关键点是：candidate 来自当前 `StudySpec` 的 tunable schema 和 topology constraints。
例如 topology candidate 只枚举合法 TP/DP/EP 组合；如果 EP 没有直接证据，generic
topology search 不会主动引入 EP。

## Scoring: 为什么会先走 topology，再走 gmu

Candidate action 的评分大致是：

```text
score = expected_bottleneck_relief * bottleneck_confidence
      + information_gain
      + launch_safety
      - regression_risk
```

然后 `experiment_plan.next_action` 选择最高分候选。分数超过阈值时，harness 直接生成
proposal；否则进入 stop validator 或 LLM fallback。

这套 scoring 体现了几个系统原则：

1. Topology 是 serving 的一阶决策。
   当 TP frontier 还没测完，`gpu-memory-utilization`、`max-num-seqs` 这类 runtime
   微调不会抢在 topology 前面。

2. Topology 不是“越大越好”。
   评分和最终 winner 都看 `request_rate_per_gpu`，不是 raw request rate。TP4 可能总吞吐
   更高，但如果使用更多 GPU 后 per-GPU 效率下降，就不会成为 incumbent。

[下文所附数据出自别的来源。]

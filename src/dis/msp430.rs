//! Facilities for decoding and disassembling MSP430 machine code.

use crate::bus::Ram64k;
use std::fmt;
use thiserror::Error;

//===========================================================================//

/// The program counter.
pub const REG_PC: u8 = 0;
/// The stack pointer.
pub const REG_SP: u8 = 1;
/// The status register, which doubles as the first constant generator.
pub const REG_SR: u8 = 2;
/// The second constant generator.
pub const REG_CG: u8 = 3;

/// Debugger-facing register names, indexed by register number.
pub const REGISTER_NAMES: [&str; 16] = [
    "pc", "sp", "sr", "cg", "r4", "r5", "r6", "r7", "r8", "r9", "r10", "r11",
    "r12", "r13", "r14", "r15",
];

/// Returns the debugger-facing name of a register (`pc`, `sp`, `sr`, `cg`, or
/// `r4` through `r15`).
pub fn register_name(reg: u8) -> String {
    match REGISTER_NAMES.get(reg as usize) {
        Some(name) => name.to_string(),
        None => format!("r{reg}"),
    }
}

//===========================================================================//

/// An error that prevents an instruction from being decoded.
#[derive(Clone, Copy, Debug, Eq, Error, Hash, PartialEq)]
pub enum DecodeError {
    /// Instructions must be word-aligned.
    #[error("instruction unaligned, pc: {0:04x}")]
    Unaligned(u16),
    /// The instruction word doesn't match any defined operation.
    #[error("no operation matches word {word:04x} at pc {pc:04x}")]
    InvalidOpcode {
        /// The address of the instruction word.
        pc: u16,
        /// The undecodable instruction word.
        word: u16,
    },
}

//===========================================================================//

/// The encoding format of an instruction.
#[derive(Clone, Copy, Debug, Eq, Hash, PartialEq)]
pub enum Format {
    /// One operand, encoded in the low seven bits of the instruction word.
    Single,
    /// A conditional or unconditional relative jump.
    Jump,
    /// A source and a destination operand.
    Double,
}

//===========================================================================//

/// An operation that can be executed by an MSP430 processor.
#[derive(Clone, Copy, Debug, Eq, Hash, PartialEq)]
pub enum Operation {
    /// Rotate right through carry.
    Rrc,
    /// Swap the high and low bytes.
    Swpb,
    /// Rotate right arithmetically.
    Rra,
    /// Sign-extend the low byte into the high byte.
    Sxt,
    /// Push onto the stack.
    Push,
    /// Call a subroutine.
    Call,
    /// Return from interrupt.
    Reti,
    /// Move source to destination.
    Mov,
    /// Add source to destination.
    Add,
    /// Add source and carry to destination.
    Addc,
    /// Subtract source from destination, with borrow.
    Subc,
    /// Subtract source from destination.
    Sub,
    /// Compare source with destination.
    Cmp,
    /// Decimal (BCD) add source to destination.
    Dadd,
    /// Test bits of destination against source.
    Bit,
    /// Clear the bits of destination that are set in source.
    Bic,
    /// Set the bits of destination that are set in source.
    Bis,
    /// Exclusive-or source into destination.
    Xor,
    /// Bitwise-and source into destination.
    And,
    /// Jump if not equal (zero flag clear).
    Jne,
    /// Jump if equal (zero flag set).
    Jeq,
    /// Jump if carry clear (unsigned lower).
    Jnc,
    /// Jump if carry set (unsigned higher or same).
    Jc,
    /// Jump if negative.
    Jn,
    /// Jump if greater or equal (signed).
    Jge,
    /// Jump if less (signed).
    Jl,
    /// Jump unconditionally.
    Jmp,
}

impl Operation {
    const FORMAT_ONE: [Operation; 7] = [
        Operation::Rrc,
        Operation::Swpb,
        Operation::Rra,
        Operation::Sxt,
        Operation::Push,
        Operation::Call,
        Operation::Reti,
    ];

    const CONDITIONS: [Operation; 8] = [
        Operation::Jne,
        Operation::Jeq,
        Operation::Jnc,
        Operation::Jc,
        Operation::Jn,
        Operation::Jge,
        Operation::Jl,
        Operation::Jmp,
    ];

    const FORMAT_TWO: [Option<Operation>; 16] = [
        None,
        None,
        None,
        None,
        Some(Operation::Mov),
        Some(Operation::Add),
        Some(Operation::Addc),
        Some(Operation::Subc),
        Some(Operation::Sub),
        Some(Operation::Cmp),
        Some(Operation::Dadd),
        Some(Operation::Bit),
        Some(Operation::Bic),
        Some(Operation::Bis),
        Some(Operation::Xor),
        Some(Operation::And),
    ];

    /// Returns the encoding format used by this operation.
    pub fn format(self) -> Format {
        match self {
            Operation::Rrc
            | Operation::Swpb
            | Operation::Rra
            | Operation::Sxt
            | Operation::Push
            | Operation::Call
            | Operation::Reti => Format::Single,
            Operation::Jne
            | Operation::Jeq
            | Operation::Jnc
            | Operation::Jc
            | Operation::Jn
            | Operation::Jge
            | Operation::Jl
            | Operation::Jmp => Format::Jump,
            _ => Format::Double,
        }
    }

    /// Returns the lowercase assembly mnemonic for this operation.
    pub fn mnemonic(self) -> &'static str {
        match self {
            Operation::Rrc => "rrc",
            Operation::Swpb => "swpb",
            Operation::Rra => "rra",
            Operation::Sxt => "sxt",
            Operation::Push => "push",
            Operation::Call => "call",
            Operation::Reti => "reti",
            Operation::Mov => "mov",
            Operation::Add => "add",
            Operation::Addc => "addc",
            Operation::Subc => "subc",
            Operation::Sub => "sub",
            Operation::Cmp => "cmp",
            Operation::Dadd => "dadd",
            Operation::Bit => "bit",
            Operation::Bic => "bic",
            Operation::Bis => "bis",
            Operation::Xor => "xor",
            Operation::And => "and",
            Operation::Jne => "jnz",
            Operation::Jeq => "jz",
            Operation::Jnc => "jnc",
            Operation::Jc => "jc",
            Operation::Jn => "jn",
            Operation::Jge => "jge",
            Operation::Jl => "jl",
            Operation::Jmp => "jmp",
        }
    }

    /// Returns the instruction word bits that select this operation within
    /// its format.
    pub fn opcode_bits(self) -> u16 {
        match self.format() {
            Format::Single => {
                let index = Operation::FORMAT_ONE
                    .iter()
                    .position(|&op| op == self)
                    .unwrap_or_default() as u16;
                0x1000 | (index << 7)
            }
            Format::Jump => {
                let index = Operation::CONDITIONS
                    .iter()
                    .position(|&op| op == self)
                    .unwrap_or_default() as u16;
                0x2000 | (index << 10)
            }
            Format::Double => {
                let index = Operation::FORMAT_TWO
                    .iter()
                    .position(|&op| op == Some(self))
                    .unwrap_or_default() as u16;
                index << 12
            }
        }
    }
}

impl fmt::Display for Operation {
    fn fmt(&self, f: &mut fmt::Formatter<'_>) -> fmt::Result {
        f.write_str(self.mnemonic())
    }
}

//===========================================================================//

/// An operand addressing mode, as encoded in two bits (or one bit, for the
/// destination of a two-operand instruction).
#[derive(Clone, Copy, Debug, Eq, Hash, PartialEq)]
pub enum Mode {
    /// `Rn`
    Register,
    /// `X(Rn)`
    Indexed,
    /// `@Rn`
    Indirect,
    /// `@Rn+`
    Autoincrement,
}

impl Mode {
    /// Decodes a two-bit addressing mode field.
    pub fn from_bits(bits: u16) -> Mode {
        match bits & 0x3 {
            0 => Mode::Register,
            1 => Mode::Indexed,
            2 => Mode::Indirect,
            _ => Mode::Autoincrement,
        }
    }

    /// Returns the two-bit encoding of this addressing mode.
    pub fn bits(self) -> u16 {
        match self {
            Mode::Register => 0,
            Mode::Indexed => 1,
            Mode::Indirect => 2,
            Mode::Autoincrement => 3,
        }
    }
}

//===========================================================================//

/// What a constant-generator combination of (mode, register) stands for.
#[derive(Clone, Copy, Debug, Eq, Hash, PartialEq)]
pub enum Literal {
    /// One of the generated constants 0, 1, 2, 4, 8, or -1.
    Constant(i16),
    /// An absolute address, taken from the extension word (`&ADDR`).
    Absolute(u16),
    /// An immediate value, taken from the extension word (`#N`).
    Immediate(u16),
}

//===========================================================================//

/// A decoded operand: an addressing mode, a register, and an optional
/// extension word.
#[derive(Clone, Copy, Debug, Eq, Hash, PartialEq)]
pub struct Operand {
    /// The addressing mode.
    pub mode: Mode,
    /// The register number, from 0 to 15.
    pub reg: u8,
    /// The extension word following the instruction word, if any.
    pub ext: Option<u16>,
}

impl Operand {
    /// Returns an operand with no extension word.
    pub const fn new(mode: Mode, reg: u8) -> Operand {
        Operand { mode, reg, ext: None }
    }

    /// Returns an operand that uses the given extension word.
    pub const fn with_ext(mode: Mode, reg: u8, ext: u16) -> Operand {
        Operand { mode, reg, ext: Some(ext) }
    }

    /// Returns a register-direct operand.
    pub const fn register(reg: u8) -> Operand {
        Operand::new(Mode::Register, reg)
    }

    /// Returns an `#N` immediate operand.
    pub const fn immediate(value: u16) -> Operand {
        Operand::with_ext(Mode::Autoincrement, REG_PC, value)
    }

    /// Returns an `&ADDR` absolute operand.
    pub const fn absolute(addr: u16) -> Operand {
        Operand::with_ext(Mode::Indexed, REG_SR, addr)
    }

    /// Returns the constant-generator operand that encodes `value` without an
    /// extension word, if there is one.
    pub fn constant(value: i16) -> Option<Operand> {
        let (mode, reg) = match value {
            4 => (Mode::Indirect, REG_SR),
            8 => (Mode::Autoincrement, REG_SR),
            0 => (Mode::Register, REG_CG),
            1 => (Mode::Indexed, REG_CG),
            2 => (Mode::Indirect, REG_CG),
            -1 => (Mode::Autoincrement, REG_CG),
            _ => return None,
        };
        Some(Operand::new(mode, reg))
    }

    /// Returns the most compact operand for the source value `value`: a
    /// generated constant if one exists, otherwise an immediate.
    pub fn source_value(value: u16) -> Operand {
        Operand::constant(value as i16)
            .unwrap_or_else(|| Operand::immediate(value))
    }

    /// Returns true if an operand with this mode and register is followed by
    /// an extension word.
    pub fn needs_extension(mode: Mode, reg: u8) -> bool {
        (mode == Mode::Indexed && reg != REG_CG)
            || (mode == Mode::Autoincrement && reg == REG_PC)
    }

    /// Returns the literal meaning of this operand, if its (mode, register)
    /// combination is folded by the constant generators.
    pub fn literal(&self) -> Option<Literal> {
        match (self.mode, self.reg) {
            (Mode::Indexed, REG_SR) => {
                Some(Literal::Absolute(self.ext.unwrap_or_default()))
            }
            (Mode::Indirect, REG_SR) => Some(Literal::Constant(4)),
            (Mode::Autoincrement, REG_SR) => Some(Literal::Constant(8)),
            (Mode::Register, REG_CG) => Some(Literal::Constant(0)),
            (Mode::Indexed, REG_CG) => Some(Literal::Constant(1)),
            (Mode::Indirect, REG_CG) => Some(Literal::Constant(2)),
            (Mode::Autoincrement, REG_CG) => Some(Literal::Constant(-1)),
            (Mode::Autoincrement, REG_PC) => {
                Some(Literal::Immediate(self.ext.unwrap_or_default()))
            }
            _ => None,
        }
    }

    /// Returns true if this operand denotes a value rather than a location.
    pub fn is_value(&self) -> bool {
        matches!(
            self.literal(),
            Some(Literal::Constant(_) | Literal::Immediate(_))
        )
    }

    fn ext_signed(&self) -> i16 {
        self.ext.unwrap_or_default() as i16
    }
}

3. Runtime tuning 必须 anchored on incumbent topology。
   当 topology 已经验证过，runtime proposal 会 preserve 当前 best topology，只在其上
   调 `gpu-memory-utilization`、`max-num-seqs`、`max-num-batched-tokens`。

4. Measurement 决定最终答案。
   Candidate 只是一个 hypothesis；是否接受由真实 trial 的 SLO-constrained
   `request_rate_per_gpu` 决定。

5. Bad-start recovery 需要先 bracket，再微调。
   如果 no-LLM run 从一个很高 TP 的初始点开始，且同 DP 下更高 TP frontier 已经不存在
   或已测过，harness 会优先验证相邻低 TP，而不是把当前高 TP 当作 topology 已收敛。
   这避免了 `TP=8` 这类坏初始点直接进入 `gpu-memory-utilization` 微调。

6. Pathological runtime 起点需要跳回正常工作区间。
   `gpu-memory-utilization` 的常规策略是在 settled topology 上小步 hill-climb；
   但如果初始值明显低于正常工作区间，例如 `0.5`，harness 会先跳到 nominal floor
   `0.9`，再按 `0.02` 步长向 safe ceiling `0.97` 验证。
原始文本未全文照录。